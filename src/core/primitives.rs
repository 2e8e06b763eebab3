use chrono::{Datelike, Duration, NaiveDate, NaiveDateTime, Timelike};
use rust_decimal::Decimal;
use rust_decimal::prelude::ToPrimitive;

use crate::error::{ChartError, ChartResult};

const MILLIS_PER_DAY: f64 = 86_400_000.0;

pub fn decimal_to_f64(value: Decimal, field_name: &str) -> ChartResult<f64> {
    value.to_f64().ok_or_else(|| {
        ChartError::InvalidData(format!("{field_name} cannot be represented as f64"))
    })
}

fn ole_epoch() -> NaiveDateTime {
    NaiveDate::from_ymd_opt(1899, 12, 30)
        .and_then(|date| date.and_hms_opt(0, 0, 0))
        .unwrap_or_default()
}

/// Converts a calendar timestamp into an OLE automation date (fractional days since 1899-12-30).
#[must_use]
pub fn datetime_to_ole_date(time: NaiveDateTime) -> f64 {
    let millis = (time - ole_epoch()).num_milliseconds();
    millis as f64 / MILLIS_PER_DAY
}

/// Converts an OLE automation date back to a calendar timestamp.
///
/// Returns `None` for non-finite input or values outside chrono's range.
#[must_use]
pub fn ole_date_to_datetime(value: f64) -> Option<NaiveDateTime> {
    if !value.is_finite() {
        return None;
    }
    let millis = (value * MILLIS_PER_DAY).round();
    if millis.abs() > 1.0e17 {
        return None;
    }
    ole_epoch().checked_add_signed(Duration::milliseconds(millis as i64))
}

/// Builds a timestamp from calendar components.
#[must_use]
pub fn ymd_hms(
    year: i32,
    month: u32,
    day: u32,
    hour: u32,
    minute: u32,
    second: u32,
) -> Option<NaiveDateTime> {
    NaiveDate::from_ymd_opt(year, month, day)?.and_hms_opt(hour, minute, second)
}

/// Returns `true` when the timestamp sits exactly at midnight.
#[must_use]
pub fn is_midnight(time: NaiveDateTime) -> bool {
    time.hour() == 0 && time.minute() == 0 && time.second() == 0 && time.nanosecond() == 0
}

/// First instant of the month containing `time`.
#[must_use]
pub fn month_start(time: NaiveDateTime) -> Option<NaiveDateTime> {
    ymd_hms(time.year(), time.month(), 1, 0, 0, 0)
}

-----

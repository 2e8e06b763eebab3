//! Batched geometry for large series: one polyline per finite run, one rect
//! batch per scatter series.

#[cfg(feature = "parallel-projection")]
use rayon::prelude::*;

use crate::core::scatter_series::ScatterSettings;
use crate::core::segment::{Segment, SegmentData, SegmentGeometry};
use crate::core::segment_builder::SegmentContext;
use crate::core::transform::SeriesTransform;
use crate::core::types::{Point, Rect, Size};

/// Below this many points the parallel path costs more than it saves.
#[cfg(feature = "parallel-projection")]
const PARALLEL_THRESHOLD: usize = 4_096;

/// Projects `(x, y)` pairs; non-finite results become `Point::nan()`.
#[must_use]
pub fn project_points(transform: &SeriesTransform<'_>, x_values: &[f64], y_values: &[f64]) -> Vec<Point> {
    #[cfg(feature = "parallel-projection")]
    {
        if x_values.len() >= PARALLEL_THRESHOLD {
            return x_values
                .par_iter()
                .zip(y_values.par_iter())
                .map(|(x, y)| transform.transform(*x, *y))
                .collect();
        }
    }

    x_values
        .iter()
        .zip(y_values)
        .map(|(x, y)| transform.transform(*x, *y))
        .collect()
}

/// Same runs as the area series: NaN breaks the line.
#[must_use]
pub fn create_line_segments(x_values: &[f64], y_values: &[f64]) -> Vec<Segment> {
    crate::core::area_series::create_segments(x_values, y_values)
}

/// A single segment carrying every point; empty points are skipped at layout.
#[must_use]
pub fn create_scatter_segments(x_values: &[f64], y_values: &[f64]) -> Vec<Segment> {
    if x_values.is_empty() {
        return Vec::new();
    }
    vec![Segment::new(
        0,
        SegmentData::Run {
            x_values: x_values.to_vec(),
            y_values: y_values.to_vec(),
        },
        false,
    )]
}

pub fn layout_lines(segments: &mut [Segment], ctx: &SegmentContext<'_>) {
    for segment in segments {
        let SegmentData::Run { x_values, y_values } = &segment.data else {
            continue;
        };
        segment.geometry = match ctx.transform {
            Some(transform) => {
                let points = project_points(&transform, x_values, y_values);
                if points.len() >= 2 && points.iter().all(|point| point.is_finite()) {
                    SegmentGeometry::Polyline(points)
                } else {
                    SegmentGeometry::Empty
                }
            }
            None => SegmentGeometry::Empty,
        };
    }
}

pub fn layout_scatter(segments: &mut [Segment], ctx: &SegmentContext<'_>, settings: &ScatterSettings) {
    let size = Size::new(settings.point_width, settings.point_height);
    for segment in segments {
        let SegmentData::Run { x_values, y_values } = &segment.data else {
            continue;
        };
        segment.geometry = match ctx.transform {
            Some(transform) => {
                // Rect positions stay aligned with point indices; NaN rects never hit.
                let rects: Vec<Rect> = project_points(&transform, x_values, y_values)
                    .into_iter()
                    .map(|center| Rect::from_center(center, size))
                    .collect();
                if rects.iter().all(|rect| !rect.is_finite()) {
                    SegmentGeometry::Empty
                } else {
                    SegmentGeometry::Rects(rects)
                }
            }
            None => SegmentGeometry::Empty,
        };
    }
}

-----

▶ _Work item_:
Lines with "Returns" in them are what the answer must contain; copy each from the records above.

▶ _Output for this exercise_:
/// Returns `None` for non-finite input or values outside chrono's range.
/// Returns `true` when the timestamp sits exactly at midnight.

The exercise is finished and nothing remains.